◆ INFORMATION
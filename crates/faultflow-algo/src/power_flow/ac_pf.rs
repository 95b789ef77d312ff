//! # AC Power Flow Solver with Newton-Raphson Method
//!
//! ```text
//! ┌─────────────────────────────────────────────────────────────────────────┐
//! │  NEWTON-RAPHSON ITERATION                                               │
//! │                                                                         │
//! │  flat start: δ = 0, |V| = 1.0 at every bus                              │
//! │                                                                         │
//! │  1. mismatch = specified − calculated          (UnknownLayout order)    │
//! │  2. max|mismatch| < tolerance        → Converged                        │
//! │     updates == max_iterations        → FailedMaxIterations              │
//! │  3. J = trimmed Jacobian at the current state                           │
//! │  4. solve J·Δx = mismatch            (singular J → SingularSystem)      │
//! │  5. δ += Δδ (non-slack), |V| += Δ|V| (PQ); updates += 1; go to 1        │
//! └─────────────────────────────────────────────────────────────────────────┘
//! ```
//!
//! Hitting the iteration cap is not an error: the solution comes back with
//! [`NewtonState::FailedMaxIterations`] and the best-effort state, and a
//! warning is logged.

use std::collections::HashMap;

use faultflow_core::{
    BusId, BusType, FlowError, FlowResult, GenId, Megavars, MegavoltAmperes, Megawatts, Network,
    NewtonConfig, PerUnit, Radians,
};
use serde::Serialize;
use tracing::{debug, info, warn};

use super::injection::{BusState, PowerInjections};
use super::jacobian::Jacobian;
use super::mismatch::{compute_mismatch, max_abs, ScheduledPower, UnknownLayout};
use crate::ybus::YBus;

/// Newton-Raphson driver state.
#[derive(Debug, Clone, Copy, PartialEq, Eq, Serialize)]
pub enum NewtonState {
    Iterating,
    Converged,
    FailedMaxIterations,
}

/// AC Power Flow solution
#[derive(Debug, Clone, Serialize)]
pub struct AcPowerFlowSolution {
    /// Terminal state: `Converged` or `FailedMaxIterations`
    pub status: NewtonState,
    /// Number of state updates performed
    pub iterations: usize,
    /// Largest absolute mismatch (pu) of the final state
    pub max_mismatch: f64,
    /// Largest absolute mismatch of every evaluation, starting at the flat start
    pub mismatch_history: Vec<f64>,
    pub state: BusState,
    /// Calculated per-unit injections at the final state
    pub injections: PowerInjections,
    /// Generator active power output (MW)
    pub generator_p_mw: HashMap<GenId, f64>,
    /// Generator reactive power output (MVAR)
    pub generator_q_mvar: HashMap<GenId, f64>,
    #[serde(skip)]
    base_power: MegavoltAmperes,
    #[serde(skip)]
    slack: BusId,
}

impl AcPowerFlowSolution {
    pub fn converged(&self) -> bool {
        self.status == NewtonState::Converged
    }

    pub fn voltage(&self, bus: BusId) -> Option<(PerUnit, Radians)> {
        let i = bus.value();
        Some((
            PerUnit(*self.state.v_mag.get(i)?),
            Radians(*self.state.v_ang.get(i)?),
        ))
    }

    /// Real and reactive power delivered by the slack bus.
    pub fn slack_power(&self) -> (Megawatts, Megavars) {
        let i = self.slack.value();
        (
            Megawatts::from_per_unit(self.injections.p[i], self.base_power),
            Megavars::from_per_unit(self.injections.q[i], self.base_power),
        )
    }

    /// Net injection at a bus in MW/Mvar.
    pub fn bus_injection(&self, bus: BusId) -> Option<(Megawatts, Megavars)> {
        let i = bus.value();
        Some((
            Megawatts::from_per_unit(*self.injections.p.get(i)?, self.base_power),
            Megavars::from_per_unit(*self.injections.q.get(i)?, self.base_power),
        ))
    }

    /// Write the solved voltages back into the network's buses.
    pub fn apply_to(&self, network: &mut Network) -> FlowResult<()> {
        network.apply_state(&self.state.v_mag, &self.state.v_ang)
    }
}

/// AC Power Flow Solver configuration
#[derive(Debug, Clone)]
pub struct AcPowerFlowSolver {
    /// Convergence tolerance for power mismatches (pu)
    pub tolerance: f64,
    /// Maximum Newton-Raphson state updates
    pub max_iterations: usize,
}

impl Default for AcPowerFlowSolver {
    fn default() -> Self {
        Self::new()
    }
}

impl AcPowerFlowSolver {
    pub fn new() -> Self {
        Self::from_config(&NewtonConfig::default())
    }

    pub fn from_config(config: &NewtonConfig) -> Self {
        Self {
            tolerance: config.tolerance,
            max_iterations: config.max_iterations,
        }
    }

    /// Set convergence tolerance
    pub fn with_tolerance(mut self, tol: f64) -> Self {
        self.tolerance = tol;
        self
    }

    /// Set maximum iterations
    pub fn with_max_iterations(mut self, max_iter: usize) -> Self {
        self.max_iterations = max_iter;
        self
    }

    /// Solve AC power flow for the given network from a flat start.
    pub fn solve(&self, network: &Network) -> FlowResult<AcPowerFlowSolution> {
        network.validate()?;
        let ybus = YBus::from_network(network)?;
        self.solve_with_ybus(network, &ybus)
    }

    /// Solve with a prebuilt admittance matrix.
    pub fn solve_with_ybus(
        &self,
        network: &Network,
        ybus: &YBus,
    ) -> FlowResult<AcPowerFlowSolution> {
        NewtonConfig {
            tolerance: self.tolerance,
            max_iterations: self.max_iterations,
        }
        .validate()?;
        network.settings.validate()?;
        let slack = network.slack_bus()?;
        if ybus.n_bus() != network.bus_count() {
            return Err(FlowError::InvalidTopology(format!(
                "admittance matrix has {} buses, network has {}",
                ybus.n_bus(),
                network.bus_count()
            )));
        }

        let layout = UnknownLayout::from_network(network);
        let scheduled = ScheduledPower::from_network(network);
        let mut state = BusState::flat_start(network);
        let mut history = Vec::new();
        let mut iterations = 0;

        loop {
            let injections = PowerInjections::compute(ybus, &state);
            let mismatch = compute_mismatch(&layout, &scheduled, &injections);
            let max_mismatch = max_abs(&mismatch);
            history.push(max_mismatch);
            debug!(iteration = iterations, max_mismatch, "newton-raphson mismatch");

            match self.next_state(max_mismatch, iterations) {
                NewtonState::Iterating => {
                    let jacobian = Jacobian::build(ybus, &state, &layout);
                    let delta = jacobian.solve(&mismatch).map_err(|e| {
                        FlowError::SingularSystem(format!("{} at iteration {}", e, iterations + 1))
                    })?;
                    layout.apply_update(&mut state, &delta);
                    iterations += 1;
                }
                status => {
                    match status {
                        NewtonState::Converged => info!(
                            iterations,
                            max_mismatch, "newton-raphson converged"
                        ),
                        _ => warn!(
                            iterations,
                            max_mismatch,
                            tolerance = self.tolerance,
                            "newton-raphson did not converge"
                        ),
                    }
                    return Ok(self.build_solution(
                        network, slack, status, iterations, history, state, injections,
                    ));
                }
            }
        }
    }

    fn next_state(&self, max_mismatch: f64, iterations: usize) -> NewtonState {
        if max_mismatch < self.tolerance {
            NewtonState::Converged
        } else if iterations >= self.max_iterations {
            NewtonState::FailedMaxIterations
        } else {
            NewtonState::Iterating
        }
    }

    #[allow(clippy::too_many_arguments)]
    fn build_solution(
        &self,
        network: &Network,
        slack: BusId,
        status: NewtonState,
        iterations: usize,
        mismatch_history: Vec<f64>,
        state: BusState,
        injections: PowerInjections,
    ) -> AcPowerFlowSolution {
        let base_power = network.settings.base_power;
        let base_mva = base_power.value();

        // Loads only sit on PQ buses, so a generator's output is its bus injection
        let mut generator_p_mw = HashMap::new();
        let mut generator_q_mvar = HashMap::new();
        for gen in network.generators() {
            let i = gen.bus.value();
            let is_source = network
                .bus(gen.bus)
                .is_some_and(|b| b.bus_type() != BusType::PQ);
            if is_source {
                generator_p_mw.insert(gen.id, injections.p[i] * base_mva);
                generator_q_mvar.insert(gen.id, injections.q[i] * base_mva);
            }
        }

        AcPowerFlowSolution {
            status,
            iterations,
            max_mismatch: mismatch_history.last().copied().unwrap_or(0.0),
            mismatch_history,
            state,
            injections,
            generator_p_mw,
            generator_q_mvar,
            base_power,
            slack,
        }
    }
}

◆ EXERCISE DIRECTIONS
The lines holding the word "AcPowerFlowSolution" are the answer. Find them in the entries and copy them.

◆ ANSWER SPACE
pub struct AcPowerFlowSolution {
impl AcPowerFlowSolution {
    pub fn solve(&self, network: &Network) -> FlowResult<AcPowerFlowSolution> {
    ) -> FlowResult<AcPowerFlowSolution> {
    ) -> AcPowerFlowSolution {
        AcPowerFlowSolution {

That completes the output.